━━━ Records shown

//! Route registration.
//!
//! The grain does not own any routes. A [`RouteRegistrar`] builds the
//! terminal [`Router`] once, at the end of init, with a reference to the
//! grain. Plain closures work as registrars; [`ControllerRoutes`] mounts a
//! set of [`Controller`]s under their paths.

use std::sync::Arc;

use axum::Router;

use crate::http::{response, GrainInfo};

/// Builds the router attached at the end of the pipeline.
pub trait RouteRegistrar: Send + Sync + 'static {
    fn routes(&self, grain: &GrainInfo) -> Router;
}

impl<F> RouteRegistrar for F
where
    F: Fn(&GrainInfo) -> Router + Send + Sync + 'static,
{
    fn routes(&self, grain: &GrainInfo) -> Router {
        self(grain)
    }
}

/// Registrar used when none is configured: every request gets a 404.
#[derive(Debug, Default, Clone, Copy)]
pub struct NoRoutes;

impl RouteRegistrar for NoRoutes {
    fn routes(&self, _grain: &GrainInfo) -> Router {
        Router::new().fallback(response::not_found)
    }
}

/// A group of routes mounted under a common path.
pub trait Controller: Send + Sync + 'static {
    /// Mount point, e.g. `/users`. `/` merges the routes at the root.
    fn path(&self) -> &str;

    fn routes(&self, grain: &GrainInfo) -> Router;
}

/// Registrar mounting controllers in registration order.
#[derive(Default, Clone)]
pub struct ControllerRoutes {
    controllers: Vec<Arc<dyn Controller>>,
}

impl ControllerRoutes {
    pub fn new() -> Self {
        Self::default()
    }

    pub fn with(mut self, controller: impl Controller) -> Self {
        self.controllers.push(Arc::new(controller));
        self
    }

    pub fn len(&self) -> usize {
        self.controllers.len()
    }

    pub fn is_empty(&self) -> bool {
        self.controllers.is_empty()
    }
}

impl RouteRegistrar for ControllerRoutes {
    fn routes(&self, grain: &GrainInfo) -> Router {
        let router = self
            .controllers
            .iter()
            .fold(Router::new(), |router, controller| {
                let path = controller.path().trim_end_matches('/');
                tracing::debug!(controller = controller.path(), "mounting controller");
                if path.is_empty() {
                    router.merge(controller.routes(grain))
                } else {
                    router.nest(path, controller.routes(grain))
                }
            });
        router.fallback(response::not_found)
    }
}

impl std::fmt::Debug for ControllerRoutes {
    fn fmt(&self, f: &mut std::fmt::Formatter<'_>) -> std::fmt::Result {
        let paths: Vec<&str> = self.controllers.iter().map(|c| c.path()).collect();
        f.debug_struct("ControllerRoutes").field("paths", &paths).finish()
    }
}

━━━━━━
━━━ Records shown

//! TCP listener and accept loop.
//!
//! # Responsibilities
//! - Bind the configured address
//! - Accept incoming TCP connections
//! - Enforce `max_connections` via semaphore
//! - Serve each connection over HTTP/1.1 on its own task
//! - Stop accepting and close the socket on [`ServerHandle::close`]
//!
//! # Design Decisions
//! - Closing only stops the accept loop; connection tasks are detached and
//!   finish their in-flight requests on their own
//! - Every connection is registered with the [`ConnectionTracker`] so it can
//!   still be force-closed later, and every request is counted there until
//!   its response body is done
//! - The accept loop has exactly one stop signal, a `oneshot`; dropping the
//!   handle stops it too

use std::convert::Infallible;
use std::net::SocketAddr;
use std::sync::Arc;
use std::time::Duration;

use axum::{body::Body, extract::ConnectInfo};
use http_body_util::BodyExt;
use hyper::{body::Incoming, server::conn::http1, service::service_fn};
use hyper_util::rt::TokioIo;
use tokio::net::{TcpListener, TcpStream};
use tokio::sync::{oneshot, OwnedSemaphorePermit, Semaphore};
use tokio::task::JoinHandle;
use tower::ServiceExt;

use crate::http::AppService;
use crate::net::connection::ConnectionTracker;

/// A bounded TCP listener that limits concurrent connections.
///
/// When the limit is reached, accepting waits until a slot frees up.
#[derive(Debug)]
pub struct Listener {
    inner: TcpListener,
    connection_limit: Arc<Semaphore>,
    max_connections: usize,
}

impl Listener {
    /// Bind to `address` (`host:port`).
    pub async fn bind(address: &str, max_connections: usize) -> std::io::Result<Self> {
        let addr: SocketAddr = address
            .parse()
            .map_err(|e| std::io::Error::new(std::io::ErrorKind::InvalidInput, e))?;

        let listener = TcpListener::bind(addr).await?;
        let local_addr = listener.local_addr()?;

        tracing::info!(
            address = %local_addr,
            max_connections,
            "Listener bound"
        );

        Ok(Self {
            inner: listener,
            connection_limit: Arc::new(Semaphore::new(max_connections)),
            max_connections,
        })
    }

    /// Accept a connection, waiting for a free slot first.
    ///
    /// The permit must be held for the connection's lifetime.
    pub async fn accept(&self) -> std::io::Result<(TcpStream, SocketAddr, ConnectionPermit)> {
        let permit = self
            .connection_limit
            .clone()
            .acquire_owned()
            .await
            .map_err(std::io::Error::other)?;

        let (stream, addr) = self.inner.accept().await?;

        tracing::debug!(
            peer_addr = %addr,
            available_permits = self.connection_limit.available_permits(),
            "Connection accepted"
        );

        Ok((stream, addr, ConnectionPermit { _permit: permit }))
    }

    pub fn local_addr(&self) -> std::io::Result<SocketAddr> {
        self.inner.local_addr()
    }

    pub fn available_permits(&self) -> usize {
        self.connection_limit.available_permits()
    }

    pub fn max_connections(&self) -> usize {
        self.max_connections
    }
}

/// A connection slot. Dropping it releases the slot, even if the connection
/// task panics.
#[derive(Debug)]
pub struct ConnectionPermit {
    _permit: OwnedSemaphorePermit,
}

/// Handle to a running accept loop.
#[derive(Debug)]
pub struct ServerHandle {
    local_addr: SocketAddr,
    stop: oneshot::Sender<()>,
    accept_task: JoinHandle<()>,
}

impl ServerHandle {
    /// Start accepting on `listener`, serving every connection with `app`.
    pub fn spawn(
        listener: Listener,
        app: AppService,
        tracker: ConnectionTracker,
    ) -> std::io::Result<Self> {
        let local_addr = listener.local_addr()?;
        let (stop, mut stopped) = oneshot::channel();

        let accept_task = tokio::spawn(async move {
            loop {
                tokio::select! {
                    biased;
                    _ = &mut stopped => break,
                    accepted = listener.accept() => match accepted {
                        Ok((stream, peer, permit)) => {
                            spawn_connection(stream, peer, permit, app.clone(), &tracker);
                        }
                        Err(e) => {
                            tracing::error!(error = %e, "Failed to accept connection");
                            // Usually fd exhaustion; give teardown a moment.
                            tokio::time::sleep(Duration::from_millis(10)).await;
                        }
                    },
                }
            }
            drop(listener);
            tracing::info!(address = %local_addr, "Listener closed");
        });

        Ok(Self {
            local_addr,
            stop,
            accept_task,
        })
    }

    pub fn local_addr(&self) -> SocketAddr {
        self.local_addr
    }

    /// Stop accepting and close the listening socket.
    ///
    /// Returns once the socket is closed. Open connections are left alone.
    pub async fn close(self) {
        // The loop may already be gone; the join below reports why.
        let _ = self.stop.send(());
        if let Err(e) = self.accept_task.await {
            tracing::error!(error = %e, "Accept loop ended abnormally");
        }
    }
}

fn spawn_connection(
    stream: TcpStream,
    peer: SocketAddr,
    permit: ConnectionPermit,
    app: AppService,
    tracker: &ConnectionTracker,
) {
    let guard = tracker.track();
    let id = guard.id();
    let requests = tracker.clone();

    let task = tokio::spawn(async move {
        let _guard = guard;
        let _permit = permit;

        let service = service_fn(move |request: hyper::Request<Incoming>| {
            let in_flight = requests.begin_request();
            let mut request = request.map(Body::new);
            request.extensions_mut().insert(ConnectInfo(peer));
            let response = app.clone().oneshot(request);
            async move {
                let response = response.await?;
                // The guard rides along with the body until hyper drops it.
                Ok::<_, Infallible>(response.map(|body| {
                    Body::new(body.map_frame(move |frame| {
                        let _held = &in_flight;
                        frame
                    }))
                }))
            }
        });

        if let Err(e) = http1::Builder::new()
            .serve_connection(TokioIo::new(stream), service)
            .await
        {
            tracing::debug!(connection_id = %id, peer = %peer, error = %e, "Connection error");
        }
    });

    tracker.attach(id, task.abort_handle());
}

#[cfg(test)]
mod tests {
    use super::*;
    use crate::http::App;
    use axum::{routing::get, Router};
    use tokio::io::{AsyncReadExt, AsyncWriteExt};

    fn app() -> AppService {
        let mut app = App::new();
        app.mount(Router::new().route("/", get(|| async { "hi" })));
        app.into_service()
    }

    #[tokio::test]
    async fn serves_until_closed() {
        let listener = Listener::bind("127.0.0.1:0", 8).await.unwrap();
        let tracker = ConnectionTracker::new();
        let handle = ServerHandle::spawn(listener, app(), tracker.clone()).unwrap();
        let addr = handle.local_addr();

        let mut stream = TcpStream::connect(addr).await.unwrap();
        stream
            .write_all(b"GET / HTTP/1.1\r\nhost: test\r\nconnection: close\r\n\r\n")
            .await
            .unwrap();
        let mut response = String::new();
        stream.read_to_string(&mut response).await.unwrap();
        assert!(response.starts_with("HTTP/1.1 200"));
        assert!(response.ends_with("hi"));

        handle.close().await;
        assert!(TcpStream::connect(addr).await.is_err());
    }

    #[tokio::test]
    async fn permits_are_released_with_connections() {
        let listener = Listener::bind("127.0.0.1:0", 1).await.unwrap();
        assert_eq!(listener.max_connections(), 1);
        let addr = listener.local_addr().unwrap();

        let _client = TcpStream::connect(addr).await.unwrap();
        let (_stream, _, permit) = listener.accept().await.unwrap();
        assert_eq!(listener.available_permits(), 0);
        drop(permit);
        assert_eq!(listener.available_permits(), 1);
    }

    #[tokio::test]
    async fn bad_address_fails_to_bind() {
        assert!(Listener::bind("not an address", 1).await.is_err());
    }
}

━━━━━━

■ Exercise description ■
Return a word-for-word copy of the lines above from the one holding "async fn serves_until_closed()" through the one holding "ServerHandle::spawn(listener, app(), tracker.clone()).unwrap();", with both of them included and nothing besides.

■ Output below ■
    async fn serves_until_closed() {
        let listener = Listener::bind("127.0.0.1:0", 8).await.unwrap();
        let tracker = ConnectionTracker::new();
        let handle = ServerHandle::spawn(listener, app(), tracker.clone()).unwrap();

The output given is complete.